We’re often taught to put others first, put ourselves on the back burner, and always give and say yes.
We are not taught how to say no.
Not only do we have a choice around what we can say yes or no to but we can create boundaries around what we accept into our lives.
We set the boundary around how people treat us. When we allow someone to treat us like shit they will accept that there really are no boundaries around how they can treat us. So they’ll continue to treat us like shit. And we’ll continue to take it because we don’t want to be mean (or we are a people pleaser 🙋🏻♀️).
I recently had someone really angry and upset with me and they lashed out. Now, they were completely valid in their feelings.
But I can choose to not engage how they treat me. I did not intentionally hurt this person. And by allowing/engaging their behaviour I set the boundary for future encounters.
I desperately wanted to slip into a victim mindset and argue my side. I knew that wasn’t fair to them or productive. They were hurting so I just sent them love. Sometimes love from afar is all we can do. And I gave space to them and for myself. Space can be really important at times. It allows us to turn inward and really connect to ourselves. It allowed them time to start their own healing process and it allowed me to set boundaries around the energy I allow into my life.

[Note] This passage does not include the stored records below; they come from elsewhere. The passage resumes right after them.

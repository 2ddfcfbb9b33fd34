//! Account-service dashboard summary.

use serde::Deserialize;

/// `/api/dashboard/{userId}` response.
#[derive(Debug, Clone, Default, Deserialize)]
#[serde(rename_all = "camelCase")]
pub struct DashboardSummary {
    #[serde(default)]
    pub primary_account: Option<PrimaryAccount>,
    #[serde(default)]
    pub status: Option<String>,
}

#[derive(Debug, Clone, Default, Deserialize)]
#[serde(rename_all = "camelCase")]
pub struct PrimaryAccount {
    #[serde(default)]
    pub estimated_monthly_income: Option<f64>,
    #[serde(default)]
    pub current_balance: Option<f64>,
}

It sounds simple, and it is, but in the moment it can feel challenging as hell to stand up for yourself. A simple no, or walking away from a situation can be scary and empowering! What works for me is simply not engaging negative energy and behaviour. I’ll change the topic, or ignore the negative thing that was said. It’s easy via text to not respond. As I start to step into my truth more and more I’m encountering fewer negative/toxic people. They simply don’t vibe with me anymore so I don’t attract them into my life.
Setting boundaries are about you and what you allow into your life.
It’s not about telling someone what they can and can’t feel. It’s not about judging anyone for their reaction.
Boundaries are how you allow people to treat you. So what are you allowing?